Start of Source data

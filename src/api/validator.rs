// ==========================================
// 工单流转追踪系统 - 扫码操作校验器
// ==========================================
// 职责: 各扫码操作共用的前置校验
// 1. 必填字段（不做任何查询）
// 2. 操作员/设备身份（设备必须绑定到该操作员）
// ==========================================

use crate::api::error::{ApiError, ApiResult};
use crate::domain::catalog::{Device, User};
use crate::repository::CatalogRepository;
use rusqlite::Connection;

pub const MSG_WO_REQUIRED: &str = "工单号不能为空";
pub const MSG_WO_AND_PART_REQUIRED: &str = "工单号与零件号不能为空";
pub const MSG_PART_REQUIRED: &str = "零件号不能为空";
pub const MSG_INVALID_QTY: &str = "数量无效";
pub const MSG_INVALID_USER: &str = "操作员无效";
pub const MSG_INVALID_DEVICE: &str = "设备无效";

/// 已通过身份校验的操作员与设备
#[derive(Debug, Clone)]
pub struct Actor {
    pub user: User,
    pub device: Device,
}

// ==========================================
// ScanOperationValidator - 扫码操作校验器
// ==========================================
pub struct ScanOperationValidator;

impl ScanOperationValidator {
    /// 校验工单号非空，返回去除首尾空白后的工单号
    pub fn require_wo_number(wo_number: &str) -> ApiResult<&str> {
        let trimmed = wo_number.trim();
        if trimmed.is_empty() {
            return Err(ApiError::InvalidInput(MSG_WO_REQUIRED.to_string()));
        }
        Ok(trimmed)
    }

    /// 校验零件号非空
    pub fn require_part_number(part_number: &str) -> ApiResult<&str> {
        let trimmed = part_number.trim();
        if trimmed.is_empty() {
            return Err(ApiError::InvalidInput(MSG_PART_REQUIRED.to_string()));
        }
        Ok(trimmed)
    }

    /// 校验数量非零
    pub fn require_quantity(qty: u32) -> ApiResult<u32> {
        if qty == 0 {
            return Err(ApiError::InvalidInput(MSG_INVALID_QTY.to_string()));
        }
        Ok(qty)
    }

    /// 登记扫码的输入校验
    ///
    /// # 返回
    /// - Ok((工单号, 零件号)): 均已去除首尾空白
    pub fn validate_register_input<'a>(
        wo_number: &'a str,
        part_number: &'a str,
        qty: u32,
    ) -> ApiResult<(&'a str, &'a str)> {
        let wo = wo_number.trim();
        let part = part_number.trim();
        if wo.is_empty() || part.is_empty() {
            return Err(ApiError::InvalidInput(MSG_WO_AND_PART_REQUIRED.to_string()));
        }
        Self::require_quantity(qty)?;
        Ok((wo, part))
    }

    /// 校验操作员与设备
    ///
    /// # 规则
    /// - 操作员存在且启用
    /// - 设备存在、启用且绑定到该操作员
    pub fn validate_actor_tx(conn: &Connection, user_id: i64, device_id: i64) -> ApiResult<Actor> {
        let user = CatalogRepository::find_user_tx(conn, user_id)?
            .filter(|u| u.active)
            .ok_or_else(|| ApiError::Unauthorized(MSG_INVALID_USER.to_string()))?;

        let device = CatalogRepository::find_device_tx(conn, device_id)?
            .filter(|d| d.active && d.is_bound_to(user.user_id))
            .ok_or_else(|| ApiError::Unauthorized(MSG_INVALID_DEVICE.to_string()))?;

        Ok(Actor { user, device })
    }
}

#[cfg(test)]
mod tests {
    use super::*;
    use crate::api::error::ErrorKind;
    use std::sync::{Arc, Mutex};

    #[test]
    fn test_register_input_checks() {
        assert!(matches!(
            ScanOperationValidator::validate_register_input(" ", "PN", 1),
            Err(ApiError::InvalidInput(_))
        ));
        assert!(matches!(
            ScanOperationValidator::validate_register_input("WO", "", 1),
            Err(ApiError::InvalidInput(_))
        ));
        assert!(matches!(
            ScanOperationValidator::validate_register_input("WO", "PN", 0),
            Err(ApiError::InvalidInput(_))
        ));
        assert_eq!(
            ScanOperationValidator::validate_register_input(" WO ", " PN ", 5).unwrap(),
            ("WO", "PN")
        );
    }

    #[test]
    fn test_actor_must_be_bound() {
        let conn = Connection::open_in_memory().unwrap();
        crate::db::ensure_schema(&conn).unwrap();
        let conn = Arc::new(Mutex::new(conn));
        let catalog = CatalogRepository::new(conn.clone());

        let loc = catalog.insert_location("A", true).unwrap();
        let alice = catalog.insert_user("alice", true).unwrap();
        let bob = catalog.insert_user("bob", true).unwrap();
        let retired = catalog.insert_user("retired", false).unwrap();
        let dev = catalog.insert_device("DEV-1", loc, Some(alice), true).unwrap();
        let off = catalog.insert_device("DEV-2", loc, Some(alice), false).unwrap();

        let guard = conn.lock().unwrap();
        let actor = ScanOperationValidator::validate_actor_tx(&guard, alice, dev).unwrap();
        assert_eq!(actor.device.location_id, loc);

        let err = ScanOperationValidator::validate_actor_tx(&guard, bob, dev).unwrap_err();
        assert_eq!(err.reason(), MSG_INVALID_DEVICE);
        assert_eq!(err.kind(), ErrorKind::NotFound);

        let err = ScanOperationValidator::validate_actor_tx(&guard, retired, dev).unwrap_err();
        assert_eq!(err.reason(), MSG_INVALID_USER);

        assert!(ScanOperationValidator::validate_actor_tx(&guard, alice, off).is_err());
        assert!(ScanOperationValidator::validate_actor_tx(&guard, 999, dev).is_err());
    }
}
// ==========================================
// 工单流转追踪系统 - API 层
// ==========================================
// 职责: 提供业务 API 接口,供 HTTP 层调用
// ==========================================

pub mod error;
pub mod scanner_api;
pub mod validator;

// 重导出核心类型
pub use error::{ApiError, ApiResult, ErrorKind};
pub use scanner_api::ScannerApi;
pub use validator::{Actor, ScanOperationValidator};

End of Source data

→ Your objective
Search the entries for the word "active". Copy each line where it appears.

→ Written response
            .filter(|u| u.active)
            .filter(|d| d.active && d.is_bound_to(user.user_id))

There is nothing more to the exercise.